### Required work:
Would you find each line in the entries below with the string "else" and copy it?

==== Records for processing ====

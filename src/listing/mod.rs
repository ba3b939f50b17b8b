//! Listing state - the "load more" pagination loop
//!
//! A listing starts from the first page rendered at build time and appends
//! subsequent pages on demand. At most one request is in flight; each request
//! carries a sequence number and only the latest one may update the state.
//! The in-flight request is aborted on [`Listing::cancel`] or when the
//! listing is dropped.

use futures::future::{AbortHandle, AbortRegistration, Abortable};

use crate::client::{ContentError, ContentSource};
use crate::content::{PostSummary, PostsPage};

/// A request handed out by [`Listing::begin_load`]
#[derive(Debug)]
pub struct LoadRequest {
    pub seq: u64,
    pub cursor: String,
    registration: AbortRegistration,
}

impl LoadRequest {
    /// Fetch the page this request points at, unless aborted first
    ///
    /// Returns `None` when the request was aborted.
    pub async fn fetch<S>(self, source: &S) -> Option<Result<PostsPage, ContentError>>
    where
        S: ContentSource + ?Sized,
    {
        Abortable::new(source.fetch_next_page(&self.cursor), self.registration)
            .await
            .ok()
    }
}

/// What a call to [`Listing::load_more`] did
#[derive(Debug, Clone, Copy, PartialEq, Eq)]
pub enum LoadOutcome {
    /// This many posts were appended
    Appended(usize),
    /// There is no next page
    Exhausted,
    /// Another request is still in flight
    Busy,
    /// The request was aborted before it resolved
    Cancelled,
    /// A newer request superseded this one; the response was dropped
    Stale,
}

/// Posts shown so far plus the cursor of the next page
#[derive(Debug)]
pub struct Listing {
    posts: Vec<PostSummary>,
    next_page: Option<String>,
    last_seq: u64,
    in_flight: Option<(u64, AbortHandle)>,
}

impl Listing {
    /// Start from an initial page
    pub fn new(initial: PostsPage) -> Self {
        Self {
            posts: initial.results,
            next_page: initial.next_page,
            last_seq: 0,
            in_flight: None,
        }
    }

    pub fn posts(&self) -> &[PostSummary] {
        &self.posts
    }

    pub fn next_page(&self) -> Option<&str> {
        self.next_page.as_deref()
    }

    pub fn is_loading(&self) -> bool {
        self.in_flight.is_some()
    }

    /// Whether the "load more" control should be offered
    pub fn has_more(&self) -> bool {
        self.next_page.is_some()
    }

    /// Whether a "load more" trigger would start a request right now
    pub fn can_load_more(&self) -> bool {
        self.has_more() && !self.is_loading()
    }

    /// Claim the next request, if there is a cursor and nothing in flight
    pub fn begin_load(&mut self) -> Option<LoadRequest> {
        if !self.can_load_more() {
            return None;
        }
        let cursor = self.next_page.clone()?;

        self.last_seq += 1;
        let (handle, registration) = AbortHandle::new_pair();
        self.in_flight = Some((self.last_seq, handle));

        Some(LoadRequest {
            seq: self.last_seq,
            cursor,
            registration,
        })
    }

    /// Apply the response of request `seq`
    ///
    /// Only the request currently in flight may update the listing; late,
    /// duplicated or superseded responses are discarded.
    pub fn finish_load(&mut self, seq: u64, page: PostsPage) -> LoadOutcome {
        if !self.holds(seq) {
            tracing::debug!("Dropping stale page response #{}", seq);
            return LoadOutcome::Stale;
        }
        self.in_flight = None;

        let appended = page.results.len();
        self.posts.extend(page.results);
        self.next_page = page.next_page;
        LoadOutcome::Appended(appended)
    }

    /// Release request `seq` after a failed fetch, keeping the cursor
    pub fn fail_load(&mut self, seq: u64) {
        if self.holds(seq) {
            self.in_flight = None;
        }
    }

    fn holds(&self, seq: u64) -> bool {
        matches!(self.in_flight, Some((current, _)) if current == seq)
    }

    /// Abort the in-flight request, if any
    ///
    /// The sequence counter moves on, so a response that still arrives is
    /// treated as stale.
    pub fn cancel(&mut self) {
        if let Some((seq, handle)) = self.in_flight.take() {
            tracing::debug!("Aborting page request #{}", seq);
            handle.abort();
            self.last_seq += 1;
        }
    }

    /// Fetch the next page and append it
    pub async fn load_more<S>(&mut self, source: &S) -> Result<LoadOutcome, ContentError>
    where
        S: ContentSource + ?Sized,
    {
        let Some(request) = self.begin_load() else {
            return Ok(if self.is_loading() {
                LoadOutcome::Busy
            } else {
                LoadOutcome::Exhausted
            });
        };

        // Released on every exit, including when this future is dropped
        let claim = InFlightClaim {
            seq: request.seq,
            listing: self,
        };
        match request.fetch(source).await {
            Some(Ok(page)) => Ok(claim.listing.finish_load(claim.seq, page)),
            Some(Err(e)) => Err(e),
            None => Ok(LoadOutcome::Cancelled),
        }
    }
}

struct InFlightClaim<'a> {
    seq: u64,
    listing: &'a mut Listing,
}

impl Drop for InFlightClaim<'_> {
    fn drop(&mut self) {
        self.listing.fail_load(self.seq);
    }
}

impl Drop for Listing {
    fn drop(&mut self) {
        self.cancel();
    }
}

====

### Output of the task:
        let Some(request) = self.begin_load() else {
            } else {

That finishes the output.